Sadece başka ekonomilere karşı açık vermeye devam eder ve siyaseten de elini bağlar duruma geleceksiniz. Hamaseti elden bırakmayan iktidarımız bu iki başlığı asla gerçekten tartışmıyor. Bunlardan birincisi sanayi, tarım ve işgücü envanterlerinin ardından üretimi iç tedarikle gerçekleştirmek, orta ve uzun vadede ihtiyaç duyulan teknolojiyi hayata geçirmek, ikincisi de ülkelerle ikili ticaretimizi dengeli bir eksene oturtmak.

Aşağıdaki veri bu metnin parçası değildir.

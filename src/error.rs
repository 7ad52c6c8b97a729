//! Custom error types for spend-cli
//!
//! This module defines the error hierarchy for the application using thiserror
//! for ergonomic error definitions.

use thiserror::Error;

/// The main error type for spend-cli operations
#[derive(Error, Debug)]
pub enum SpendError {
    /// Configuration-related errors
    #[error("Configuration error: {0}")]
    Config(String),

    /// File I/O errors
    #[error("I/O error: {0}")]
    Io(String),

    /// JSON serialization/deserialization errors (settings file)
    #[error("JSON error: {0}")]
    Json(String),

    /// Validation errors for data models
    #[error("Validation error: {0}")]
    Validation(String),

    /// Entity not found errors
    #[error("{entity_type} not found: {identifier}")]
    NotFound {
        entity_type: &'static str,
        identifier: String,
    },

    /// A stored ledger line that cannot be decoded
    #[error("Malformed record on line {line}: {reason} ({content:?})")]
    MalformedRecord {
        /// 1-based line number in the ledger file
        line: usize,
        /// The offending line, verbatim
        content: String,
        reason: String,
    },

    /// Summary requested on the last day of the month, when no days remain
    /// to spread the remaining budget over
    #[error("No days remaining in the current month to budget for")]
    NoRemainingDays,

    /// Storage errors (path not readable, writable, or creatable)
    #[error("Storage error: {0}")]
    Storage(String),
}

impl SpendError {
    /// Create a "not found" error for an expense position
    pub fn expense_not_found(identifier: impl Into<String>) -> Self {
        Self::NotFound {
            entity_type: "Expense",
            identifier: identifier.into(),
        }
    }

    /// Create a malformed-record error for a ledger line
    pub fn malformed_record(
        line: usize,
        content: impl Into<String>,
        reason: impl Into<String>,
    ) -> Self {
        Self::MalformedRecord {
            line,
            content: content.into(),
            reason: reason.into(),
        }
    }

    /// Check if this is a "not found" error
    pub fn is_not_found(&self) -> bool {
        matches!(self, Self::NotFound { .. })
    }

    /// Check if this is a malformed-record error
    pub fn is_malformed_record(&self) -> bool {
        matches!(self, Self::MalformedRecord { .. })
    }
}

// Implement From traits for common error types

impl From<std::io::Error> for SpendError {
    fn from(err: std::io::Error) -> Self {
        Self::Io(err.to_string())
    }
}

impl From<serde_json::Error> for SpendError {
    fn from(err: serde_json::Error) -> Self {
        Self::Json(err.to_string())
    }
}

/// Result type alias for spend-cli operations
pub type SpendResult<T> = Result<T, SpendError>;
//! Ledger: the ordered collection of expenses for a tracking session
//!
//! Order is insertion/file order, not necessarily chronological. Records have
//! no stable identifier; a record's identity is its current position in the
//! loaded sequence, so callers reload from storage immediately before
//! addressing by position.

use crate::error::{SpendError, SpendResult};

use super::expense::Expense;

/// An ordered sequence of expenses
///
/// Duplicates are legal and no field is unique.
#[derive(Debug, Clone, Default, PartialEq, Eq)]
pub struct Ledger {
    expenses: Vec<Expense>,
}

impl Ledger {
    /// Create an empty ledger
    pub fn new() -> Self {
        Self::default()
    }

    /// Number of records
    pub fn len(&self) -> usize {
        self.expenses.len()
    }

    /// True when the ledger holds no records
    pub fn is_empty(&self) -> bool {
        self.expenses.is_empty()
    }

    /// Append a record to the end of the sequence
    pub fn push(&mut self, expense: Expense) {
        self.expenses.push(expense);
    }

    /// Get a record by position
    pub fn get(&self, position: usize) -> Option<&Expense> {
        self.expenses.get(position)
    }

    /// Replace the record at `position`, returning the previous record
    pub fn replace(&mut self, position: usize, expense: Expense) -> SpendResult<Expense> {
        let slot = self
            .expenses
            .get_mut(position)
            .ok_or_else(|| SpendError::expense_not_found(format!("position {}", position)))?;
        Ok(std::mem::replace(slot, expense))
    }

    /// Remove and return the record at `position`, shifting later records down
    pub fn remove(&mut self, position: usize) -> SpendResult<Expense> {
        if position >= self.expenses.len() {
            return Err(SpendError::expense_not_found(format!(
                "position {}",
                position
            )));
        }
        Ok(self.expenses.remove(position))
    }

    /// Iterate records in ledger order
    pub fn iter(&self) -> std::slice::Iter<'_, Expense> {
        self.expenses.iter()
    }

    /// The records as a slice, in ledger order
    pub fn as_slice(&self) -> &[Expense] {
        &self.expenses
    }
}

impl From<Vec<Expense>> for Ledger {
    fn from(expenses: Vec<Expense>) -> Self {
        Self { expenses }
    }
}

impl IntoIterator for Ledger {
    type Item = Expense;
    type IntoIter = std::vec::IntoIter<Expense>;

    fn into_iter(self) -> Self::IntoIter {
        self.expenses.into_iter()
    }
}

impl<'a> IntoIterator for &'a Ledger {
    type Item = &'a Expense;
    type IntoIter = std::slice::Iter<'a, Expense>;

    fn into_iter(self) -> Self::IntoIter {
        self.expenses.iter()
    }
}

Bir ticaretten 20 milyar dolar açık veriyorsanız, bunun adresinin Fransa ya da Rusya, ABD ya da Çin olmasının arasında bir fark yoktur. Doğu batı savaşı içerisinde dayak yiyen olmaya devam edersiniz ve en acısı bu yapı, döviz ihtiyacınızdan enflasyon ve yaşam koşullarınıza kadar her faktörü olumsuz etkiler.
Bugün dolar peşinde koşarsınız yarın yuan ya da ruble... Temelde hiçbir fark yok. Bir de emperyalizmin sadece batıya has bir durum olduğunu zannedenlerimiz var. Ne yazık ki büyük bir yanılgı içerisindeler. Çünkü gücü eline geçiren, bunu elinde tutmak adına, kaçınılmaz olarak sömüren haline dönüşür.
İyi niyetli olmak ayrı, saf olmak ayrı. İsteyen istediğine inansın, ama kimse bizi saf yerine koymaya kalkmasın. Türkiye, Atatürk’ün gösterdiği hedeflere uygun ilerleyecekse, ne bağımlılığı ne de mandacılığı kabul edemez.
Bu fotoğrafta adres neresi olursa olsun ikisinden birine koşarsınız. Türkiye’nin hızla gerçekle yüzleşip, akıl ve bilim ışığında bu fotoğrafı değiştirmesi lazım. Yoksa işin içinden çıkmak, hamasi söylemlerle mümkün değil.
Yani ülkeye gerekli olan bir tarafta saf tutmuş taraftarlar değil, Türkiye’nin yanında olan, gerçekten milli, ama aynı zamanda da hesap kitap bilen insanlardır.